The Oxford Illustrated History of the Crusades was a disappointment. This surprises me because Jonathan Riley-Smith has an excellent reputation in Crusades scholarship. Erroneous information is not a problem; the few points that I would contest are the result of advances in computer technology that allow scholars to better process Crusades records, not the result of lazy scholarship. The problem with this book is that it is quite useless for its intended purpose—giving the uninitiated reader a solid overview of the Crusades.

Granted, a short overview of the Crusades is a gargantuan task, but others have done it quite well. While The Oxford Illustrated History does go in chronological order and covers the entire timespan of the Crusades, the individual essays are not well suited for the task. Some are too general, some are too specific, and all are divided by essays on extremely focused topics, such as songs or architecture. They fail to give a coherent overview of the main events of the Crusades and the main figures in their context, yet all make such references as if the reader is aware of the information already.

One major problem that I have with the content of this book is that it fails to address the Crusades as a response to a threat. Some essays deal with other origins while others begin their history after the start of the Crusades, but it is essential that readers understand that one major factor of the Crusades was violent threat to Christian pilgrims visiting Jerusalem. I am surprised that this cause is left out of The Oxford Illustrated History when so many other scholars deal with it thoroughly.

Some of the individual essays are effectively written, particularly Riley-Smiths’. Denys Pringle’s chapter on architecture would be more inviting if discovered in an academic journal. The illustrations are useful, but not so helpful that they add great value to this book. For once, I would not recommend buying The Oxford Illustrated History. Get it from the library or borrow it from a friend. Before I would recommend this book, I would recommend The New Concise History of the Crusades by Thomas F. Madden or The Crusaders: The Struggle for the Holy Land by Régine Pernoud.
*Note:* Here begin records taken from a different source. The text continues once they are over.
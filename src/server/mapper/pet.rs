use entity::sea_orm_active_enums as db;

use crate::model::pet::{Gender, PetDto, PetSummaryDto, Species};

impl From<db::Gender> for Gender {
    fn from(gender: db::Gender) -> Self {
        match gender {
            db::Gender::Unknown => Self::Unknown,
            db::Gender::Male => Self::Male,
            db::Gender::Female => Self::Female,
        }
    }
}

impl From<Gender> for db::Gender {
    fn from(gender: Gender) -> Self {
        match gender {
            Gender::Unknown => Self::Unknown,
            Gender::Male => Self::Male,
            Gender::Female => Self::Female,
        }
    }
}

impl From<db::Species> for Species {
    fn from(species: db::Species) -> Self {
        match species {
            db::Species::Undefined => Self::Undefined,
            db::Species::Cat => Self::Cat,
            db::Species::Dog => Self::Dog,
        }
    }
}

impl From<Species> for db::Species {
    fn from(species: Species) -> Self {
        match species {
            Species::Undefined => Self::Undefined,
            Species::Cat => Self::Cat,
            Species::Dog => Self::Dog,
        }
    }
}

/// Pet with the summary of the shelter listing it, if it was loaded
impl From<(entity::pet::Model, Option<entity::shelter::Model>)> for PetDto {
    fn from((pet, shelter): (entity::pet::Model, Option<entity::shelter::Model>)) -> Self {
        Self {
            id: pet.id,
            name: pet.name,
            birthdate: pet.birthdate,
            gender: pet.gender.into(),
            species: pet.species.into(),
            breed: pet.breed,
            description: pet.description,
            image_url: pet.image_url,
            is_neutered: pet.is_neutered,
            has_pedigree: pet.has_pedigree,
            shelter_id: pet.shelter_id,
            created_at: pet.created_at,
            shelter: shelter.map(Into::into),
        }
    }
}

impl From<entity::pet::Model> for PetDto {
    fn from(pet: entity::pet::Model) -> Self {
        Self::from((pet, None))
    }
}

impl From<entity::pet::Model> for PetSummaryDto {
    fn from(pet: entity::pet::Model) -> Self {
        Self {
            id: pet.id,
            name: pet.name,
            birthdate: pet.birthdate,
            gender: pet.gender.into(),
            species: pet.species.into(),
            image_url: pet.image_url,
        }
    }
}
use async_trait::async_trait;
use sea_orm::{DatabaseConnection, SqlErr};

use crate::server::{
    data::user::{user_role::UserRoleRepository, UserRepository},
    error::{identity::IdentityError, validation::FieldError, Error},
    identity::{
        password::{check_password_policy, hash_password, verify_password},
        Identity, IdentityProvider, NewAccount, Role,
    },
};

/// Identity provider storing accounts and roles in the application database.
#[derive(Clone)]
pub struct DatabaseIdentityProvider {
    db: DatabaseConnection,
}

impl DatabaseIdentityProvider {
    pub fn new(db: DatabaseConnection) -> Self {
        Self { db }
    }
}

fn email_taken(email: &str) -> FieldError {
    FieldError::new("email", format!("Email '{}' is already taken", email))
}

#[async_trait]
impl IdentityProvider for DatabaseIdentityProvider {
    async fn create_account(&self, account: NewAccount) -> Result<entity::user::Model, Error> {
        let user_repo = UserRepository::new(&self.db);

        let mut rejected = Vec::new();
        if user_repo.find_by_email(&account.email).await?.is_some() {
            rejected.push(email_taken(&account.email));
        }
        rejected.extend(check_password_policy(&account.password));

        if !rejected.is_empty() {
            return Err(IdentityError::Rejected(rejected).into());
        }

        let password = account.password;
        let password_hash = tokio::task::spawn_blocking(move || hash_password(&password))
            .await
            .map_err(|e| Error::InternalError(format!("Password hashing task failed: {}", e)))?
            .map_err(IdentityError::from)?;

        match user_repo
            .create(
                account.email.clone(),
                password_hash,
                account.first_name,
                account.last_name,
            )
            .await
        {
            Ok(user) => Ok(user),
            // Lost a race with a concurrent registration for the same email
            Err(err) if matches!(err.sql_err(), Some(SqlErr::UniqueConstraintViolation(_))) => {
                Err(IdentityError::Rejected(vec![email_taken(&account.email)]).into())
            }
            Err(err) => Err(err.into()),
        }
    }

    async fn verify_credentials(
        &self,
        email: &str,
        password: &str,
    ) -> Result<Option<entity::user::Model>, Error> {
        let user_repo = UserRepository::new(&self.db);

        let Some(user) = user_repo.find_by_email(email).await? else {
            return Ok(None);
        };

        let password = password.to_string();
        let password_hash = user.password_hash.clone();
        let verified =
            tokio::task::spawn_blocking(move || verify_password(&password, &password_hash))
                .await
                .map_err(|e| {
                    Error::InternalError(format!("Password verification task failed: {}", e))
                })?
                .map_err(IdentityError::from)?;

        Ok(verified.then_some(user))
    }

    async fn resolve(&self, user_id: i32) -> Result<Option<Identity>, Error> {
        let user_repo = UserRepository::new(&self.db);
        let role_repo = UserRoleRepository::new(&self.db);

        if user_repo.get(user_id).await?.is_none() {
            return Ok(None);
        }

        let mut roles = Vec::new();
        for user_role in role_repo.get_roles(user_id).await? {
            match user_role.role.parse::<Role>() {
                Ok(role) => roles.push(role),
                Err(e) => tracing::warn!(user_id = %user_id, "Ignoring stored role: {}", e),
            }
        }

        Ok(Some(Identity { user_id, roles }))
    }

    async fn grant_role(&self, user_id: i32, role: Role) -> Result<(), Error> {
        let role_repo = UserRoleRepository::new(&self.db);

        if role_repo.exists(user_id, role.as_str()).await? {
            return Ok(());
        }

        role_repo.create(user_id, role.as_str()).await?;

        Ok(())
    }

    async fn revoke_role(&self, user_id: i32, role: Role) -> Result<(), Error> {
        let role_repo = UserRoleRepository::new(&self.db);

        role_repo.delete(user_id, role.as_str()).await?;

        Ok(())
    }
}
I’ll admit that I didn’t finish the final few chapters. Even if those were excellent pieces of scholarship, it doesn’t change that much of the book doesn’t get the job done well enough for me to continue from cover to cover.

Table of Contents

  • The Crusading Movement and Historians, Jonathan Riley-Smith
  • Origins, Marcus Bull
  • The State of Mind of Crusaders to the East, 1095-1300, Jonathan Riley-Smith
  • Songs, Michael Routledge
  • The Latin East, 1098-1291
  • Art in the Latin East, 1098-1571
  • The Military Orders, 1120-1312, Alan Forey
  • Islam and the Crusades, 1096-1699, Robert Irwin
  • The Crusading Movement, 1274-1700, Norman Housley
  • The Latin East, 1291-1669, Peter Edbury
  • The Military Orders, 1312-1798, Anthony Luttrell
  • Images of the Crusades in the Nineteenth and Twentieth Centuries, Elizabeth Siberry
  • Revival and Survival, Jonathan Riley-Smith
    • Chronology
    • Further Reading
    • Illustration Sources
    • Index


The Oxford Illustrated History of the Crusades — 5 Comments

    • I’m not familiar with this book, but this looks like just the thing that many of my readers would like to see reviewed. I’ll start checking the local gaming stores, and I’ll do a review if I can find a copy. Thanks for the idea!

  1. Fine, I’ll never loan you a book again…. :þ. Kidding, yeah this book was something of a disappointment, though I have to respect Riley-Smith if only because he openly called “Kingdom of Heaven” utter rubbish.